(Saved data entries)
^^^^^^^^

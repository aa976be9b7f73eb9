//! Engine Configuration
//!
//! `RiskConfig` carries every externally supplied list and threshold.
//! Loaded from a JSON file and/or env vars; anything missing falls back
//! to the built-in defaults, so configuration can never fail a scan.

use std::path::Path;
use std::sync::atomic::{AtomicBool, Ordering};
use std::time::Duration;

use serde::{Deserialize, Serialize};
use thiserror::Error;

use crate::constants;
use super::threat::rules::{
    ClassificationThresholds, DEFAULT_AD_NETWORK_DOMAINS, DEFAULT_IDENTITY_NAME_SUBSTRINGS,
    DEFAULT_QUICK_SUSPICIOUS_PATTERNS, DEFAULT_TRACKER_DOMAINS, DEFAULT_TRACKING_NAME_PATTERNS,
};

// ============================================================================
// KILL SWITCH
// ============================================================================

static PREDICTIVE_ENABLED: AtomicBool = AtomicBool::new(true);

/// Process-wide safety switches
pub struct SafetyConfig;

impl SafetyConfig {
    pub fn is_predictive_enabled() -> bool {
        PREDICTIVE_ENABLED.load(Ordering::Relaxed)
    }

    /// Off = every adapter answers with the rule-based scorer
    pub fn set_predictive(val: bool) {
        PREDICTIVE_ENABLED.store(val, Ordering::Relaxed);
    }
}

// ============================================================================
// RISK CONFIG
// ============================================================================

#[derive(Debug, Error)]
pub enum ConfigError {
    #[error("failed to read config {path}: {source}")]
    Io {
        path: String,
        #[source]
        source: std::io::Error,
    },
    #[error("failed to parse config {path}: {source}")]
    Parse {
        path: String,
        #[source]
        source: serde_json::Error,
    },
}

/// Lists and thresholds consumed by the scorers and the feature extractor
#[derive(Debug, Clone, PartialEq, Serialize, Deserialize)]
#[serde(default)]
pub struct RiskConfig {
    /// Static tracker domains (quick scorer, substring match)
    pub tracker_domains: Vec<String>,
    /// Tracking cookie-name patterns (rule-based scorer, feature 7)
    pub tracking_name_patterns: Vec<String>,
    /// Cookie-name patterns for the quick scorer
    pub quick_suspicious_patterns: Vec<String>,
    /// Ad-network domain substrings (feature 16)
    pub ad_network_domains: Vec<String>,
    /// User-identity name substrings, case-insensitive (feature 18)
    pub identity_name_substrings: Vec<String>,
    pub thresholds: ClassificationThresholds,
    /// Upper bound on a single predictive inference call
    pub inference_timeout_ms: u64,
}

fn to_owned_list(items: &[&str]) -> Vec<String> {
    items.iter().map(|s| s.to_string()).collect()
}

impl Default for RiskConfig {
    fn default() -> Self {
        Self {
            tracker_domains: to_owned_list(DEFAULT_TRACKER_DOMAINS),
            tracking_name_patterns: to_owned_list(DEFAULT_TRACKING_NAME_PATTERNS),
            quick_suspicious_patterns: to_owned_list(DEFAULT_QUICK_SUSPICIOUS_PATTERNS),
            ad_network_domains: to_owned_list(DEFAULT_AD_NETWORK_DOMAINS),
            identity_name_substrings: to_owned_list(DEFAULT_IDENTITY_NAME_SUBSTRINGS),
            thresholds: ClassificationThresholds::default(),
            inference_timeout_ms: constants::DEFAULT_INFERENCE_TIMEOUT_MS,
        }
    }
}

impl RiskConfig {
    /// Load from a JSON file; fields absent from the file keep their defaults
    pub fn from_file(path: impl AsRef<Path>) -> Result<Self, ConfigError> {
        let path = path.as_ref();
        let display = path.display().to_string();

        let content = std::fs::read_to_string(path).map_err(|source| ConfigError::Io {
            path: display.clone(),
            source,
        })?;

        serde_json::from_str(&content).map_err(|source| ConfigError::Parse {
            path: display,
            source,
        })
    }

    /// Load from `COOKIE_GUARD_CONFIG` (if set) then apply env overrides
    pub fn from_env() -> Self {
        let config = match constants::get_config_path() {
            Some(path) => Self::from_file(&path).unwrap_or_else(|e| {
                log::warn!("{} - using default risk config", e);
                Self::default()
            }),
            None => Self::default(),
        };

        let mut config = config.validated();
        config.apply_env_overrides();
        config
    }

    /// Replace out-of-order thresholds with the defaults
    pub fn validated(mut self) -> Self {
        if !self.thresholds.is_ordered() {
            log::warn!(
                "Config thresholds out of order ({:?}) - using defaults",
                self.thresholds
            );
            self.thresholds = ClassificationThresholds::default();
        }
        self
    }

    /// Env var overrides for thresholds and timeout.
    ///
    /// A sensitivity preset is applied first, then the explicit cutoffs.
    /// If the result is not ordered (suspicious < malicious) the thresholds
    /// are left as they were.
    pub fn apply_env_overrides(&mut self) {
        let previous = self.thresholds;

        if let Some(name) = constants::get_sensitivity() {
            match ClassificationThresholds::from_sensitivity(&name) {
                Some(preset) => self.thresholds = preset,
                None => log::warn!("Unknown sensitivity '{}' - ignored", name),
            }
        }
        if let Some(v) = constants::get_threshold_override(constants::ENV_SUSPICIOUS_THRESHOLD) {
            self.thresholds.suspicious = v;
        }
        if let Some(v) = constants::get_threshold_override(constants::ENV_MALICIOUS_THRESHOLD) {
            self.thresholds.malicious = v;
        }
        if !self.thresholds.is_ordered() {
            log::warn!(
                "Threshold overrides out of order ({:?}) - keeping {:?}",
                self.thresholds,
                previous
            );
            self.thresholds = previous;
        }

        if let Some(ms) = constants::get_inference_timeout_override() {
            self.inference_timeout_ms = ms;
        }
    }

    pub fn inference_timeout(&self) -> Duration {
        Duration::from_millis(self.inference_timeout_ms.max(1))
    }

    /// Cookie name contains any tracking pattern
    pub fn matches_tracking_name(&self, name: &str) -> bool {
        self.tracking_name_patterns.iter().any(|p| name.contains(p.as_str()))
    }

    /// Cookie name contains any quick-scan pattern
    pub fn matches_quick_pattern(&self, name: &str) -> bool {
        self.quick_suspicious_patterns.iter().any(|p| name.contains(p.as_str()))
    }

    /// Domain is (or contains) a known tracker domain
    pub fn matches_tracker_domain(&self, domain: &str) -> bool {
        self.tracker_domains.iter().any(|d| domain.contains(d.as_str()))
    }

    pub fn matches_ad_network(&self, domain: &str) -> bool {
        self.ad_network_domains.iter().any(|d| domain.contains(d.as_str()))
    }

    pub fn matches_identity_name(&self, name: &str) -> bool {
        let lower = name.to_lowercase();
        self.identity_name_substrings
            .iter()
            .any(|s| lower.contains(&s.to_lowercase()))
    }
}

// ============================================================================
// TESTS
// ============================================================================

#[cfg(test)]
mod tests {
    use super::*;
    use std::io::Write;

    #[test]
    fn test_default_config() {
        let config = RiskConfig::default();
        assert_eq!(config.thresholds.suspicious, 0.4);
        assert_eq!(config.thresholds.malicious, 0.7);
        assert!(config.tracker_domains.contains(&"doubleclick.net".to_string()));
        assert_eq!(config.tracking_name_patterns.len(), 6);
    }

    #[test]
    fn test_partial_file_merges_defaults() {
        let mut file = tempfile::NamedTempFile::new().unwrap();
        write!(
            file,
            r#"{{ "tracker_domains": ["evil.test"], "thresholds": {{ "suspicious": 0.5, "malicious": 0.9 }} }}"#
        )
        .unwrap();

        let config = RiskConfig::from_file(file.path()).unwrap();
        assert_eq!(config.tracker_domains, vec!["evil.test".to_string()]);
        assert_eq!(config.thresholds.malicious, 0.9);
        assert_eq!(config.tracking_name_patterns, RiskConfig::default().tracking_name_patterns);
    }

    #[test]
    fn test_bad_file_is_error() {
        let mut file = tempfile::NamedTempFile::new().unwrap();
        write!(file, "not json").unwrap();
        assert!(matches!(
            RiskConfig::from_file(file.path()),
            Err(ConfigError::Parse { .. })
        ));

        assert!(matches!(
            RiskConfig::from_file("/nonexistent/cookie-guard.json"),
            Err(ConfigError::Io { .. })
        ));
    }

    // One test owns every COOKIE_GUARD_* override var so runs never race
    #[test]
    fn test_env_overrides() {
        use crate::constants::{
            ENV_INFERENCE_TIMEOUT_MS, ENV_MALICIOUS_THRESHOLD, ENV_SENSITIVITY,
            ENV_SUSPICIOUS_THRESHOLD,
        };
        let clear = || {
            for var in [
                ENV_SENSITIVITY,
                ENV_SUSPICIOUS_THRESHOLD,
                ENV_MALICIOUS_THRESHOLD,
                ENV_INFERENCE_TIMEOUT_MS,
            ] {
                std::env::remove_var(var);
            }
        };

        clear();
        std::env::set_var(ENV_MALICIOUS_THRESHOLD, "0.9");
        std::env::set_var(ENV_INFERENCE_TIMEOUT_MS, "500");
        let mut config = RiskConfig::default();
        config.apply_env_overrides();
        assert_eq!(config.thresholds.malicious, 0.9);
        assert_eq!(config.thresholds.suspicious, 0.4);
        assert_eq!(config.inference_timeout(), Duration::from_millis(500));

        // Inverted pair is rejected as a whole
        clear();
        std::env::set_var(ENV_SUSPICIOUS_THRESHOLD, "0.8");
        std::env::set_var(ENV_MALICIOUS_THRESHOLD, "0.5");
        let mut config = RiskConfig::default();
        config.apply_env_overrides();
        assert_eq!(config.thresholds, ClassificationThresholds::default());

        // Out-of-range values never apply
        clear();
        std::env::set_var(ENV_MALICIOUS_THRESHOLD, "1.5");
        let mut config = RiskConfig::default();
        config.apply_env_overrides();
        assert_eq!(config.thresholds.malicious, 0.7);

        // Preset, then explicit cutoff on top
        clear();
        std::env::set_var(ENV_SENSITIVITY, "high");
        let mut config = RiskConfig::default();
        config.apply_env_overrides();
        assert_eq!(config.thresholds, ClassificationThresholds::high_sensitivity());

        std::env::set_var(ENV_MALICIOUS_THRESHOLD, "0.65");
        let mut config = RiskConfig::default();
        config.apply_env_overrides();
        assert_eq!(config.thresholds.suspicious, 0.3);
        assert_eq!(config.thresholds.malicious, 0.65);

        // Unknown preset is ignored
        clear();
        std::env::set_var(ENV_SENSITIVITY, "bogus");
        let mut config = RiskConfig::default();
        config.apply_env_overrides();
        assert_eq!(config.thresholds, ClassificationThresholds::default());

        clear();
    }

    #[test]
    fn test_inverted_file_thresholds_fall_back_to_defaults() {
        let mut file = tempfile::NamedTempFile::new().unwrap();
        write!(file, r#"{{ "thresholds": {{ "suspicious": 0.9, "malicious": 0.2 }} }}"#).unwrap();

        let config = RiskConfig::from_file(file.path()).unwrap();
        assert!(!config.thresholds.is_ordered());
        assert_eq!(config.validated().thresholds, ClassificationThresholds::default());
    }

    #[test]
    fn test_identity_match_is_case_insensitive() {
        let config = RiskConfig::default();
        assert!(config.matches_identity_name("VisitorToken"));
        assert!(!config.matches_identity_name("theme"));
    }
}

^^^^^^^^

→ **Requirement**
All lines from the opening of the records through the line where "use std::path::Path;" occurs are to be output verbatim. No other line belongs in the answer.

→ **Result of the task**
repository aa976be9b7f73eb9
//! Engine Configuration
//!
//! `RiskConfig` carries every externally supplied list and threshold.
//! Loaded from a JSON file and/or env vars; anything missing falls back
//! to the built-in defaults, so configuration can never fail a scan.

use std::path::Path;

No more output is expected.